義母・麗羅Ⅷ
一年生の二学期の期末試験も終わり、恒例の成績発表があった。
今回は麗羅がトップだった。
その成績の一位と二位を交互で入れ替わる男子生徒は上村祐樹といった。
麗羅自身、いつも自分と入れ替わって一位に名を連ねる上村祐樹の名前は知っているがまだ面識はない。
ただ人の噂では女にだらしないけど、イケメンということだった。

上村家というのは全国にチェーンストアーを持つ大型スーパーの経営者だった。
その家庭の三男坊として育った祐樹はお坊ちゃま育ちの苦労知らずだった。
家が裕福という点では麗羅と似ているが、元男の子ということをひた隠しにしている麗羅とは少し事情が違う。
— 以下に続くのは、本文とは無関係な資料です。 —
//! Loading and pretty-printing of report DTO documents.
//!
//! The DTO is treated as an opaque JSON tree: no schema is imposed and the
//! renderer only ever consumes its pretty-printed text. Keeping the value as a
//! plain [`serde_json::Value`] means any valid JSON document is accepted.

use std::fs;
use std::path::Path;

use log::debug;
use serde_json::Value;

use crate::error::RenderError;

/// A report DTO together with the display name of its source file.
#[derive(Clone, Debug, PartialEq)]
pub struct ReportDto {
    name: String,
    value: Value,
}

impl ReportDto {
    /// Creates a DTO from an already parsed JSON value.
    pub fn new(name: impl Into<String>, value: Value) -> Self {
        Self {
            name: name.into(),
            value,
        }
    }

    /// Reads and parses the JSON document at `path`.
    ///
    /// Read and parse failures are reported separately so the CLI can show
    /// which stage rejected the file.
    pub fn load(path: &Path) -> Result<Self, RenderError> {
        let text = fs::read_to_string(path).map_err(|source| RenderError::ReadDto {
            path: path.to_path_buf(),
            source,
        })?;
        let value = serde_json::from_str(&text).map_err(|source| RenderError::ParseDto {
            path: path.to_path_buf(),
            source,
        })?;
        let name = path
            .file_name()
            .map(|name| name.to_string_lossy().into_owned())
            .unwrap_or_else(|| path.display().to_string());

        debug!("loaded DTO {} ({} bytes of JSON text)", name, text.len());
        Ok(Self { name, value })
    }

    /// Returns the display name of the source file (its final path component).
    pub fn file_name(&self) -> &str {
        &self.name
    }

    /// Returns the parsed JSON value.
    pub fn value(&self) -> &Value {
        &self.value
    }

    /// Pretty-prints the JSON with two-space indentation and returns the
    /// individual lines.
    ///
    /// Object keys keep the order they have in the source document, and
    /// values that pretty-print to very long lines are not wrapped.
    pub fn pretty_lines(&self) -> Vec<String> {
        let pretty =
            serde_json::to_string_pretty(&self.value).unwrap_or_else(|_| self.value.to_string());
        pretty.lines().map(str::to_owned).collect()
    }
}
お金持ちのイケメンということで祐樹に近づいてくる女の子は多かった。
十二歳の時に女性と関係を持ち、それ以来多くの女性と性体験をつんできた。
その中にはまだ性に無知のため妊娠させたこともある。
そんな時には親の金銭的処理でことを済ませていた。

祐樹はまた頭脳明晰で小中学校通じて彼の成績を上回るものはいなかった。
だから高校に入り二位になった時、愕然としたものだった。

そうなると当然相手のことが気になる。
しかしクラスも違い相手に友人もいないことからこの半年間、知り合うこともなかった。
数度廊下ですれ違ったことはある。
途轍もなく綺麗な女の子だと感じた。
自分が今までに付き合った女の子に比べてもずば抜けて美しかぅた。
だから何とか知り合いになりたいと考え、祐樹はある古典的なことを思いついたのだった。

まず、麗羅の下校時で試みようと思った。
しかし寒くなったせいか、麗羅は車での送り迎えしてもらっていたのだ。
黒のベンツに運転手が乗っている。
(ああぁ、彼女はお金持ちのお嬢様なんだぁ・・)
などとその時は思った、だが祐樹とてお金持ちのお坊ちゃまなのだ。
しかし
彼には自分が金持ちの御曹司という意識はなかった。
今の生活が普通だと思っていたのだった。

そうこうしているうちに一年生は終わり、新学期を迎えようとしていた。
この一年、十回の成績発表があったが祐樹の三勝七敗だった。
彼の人生でこんなことは初めてだった。
自分より成績の良い人物がいるというだけでかれのプライドは打ち砕かれていたのだった。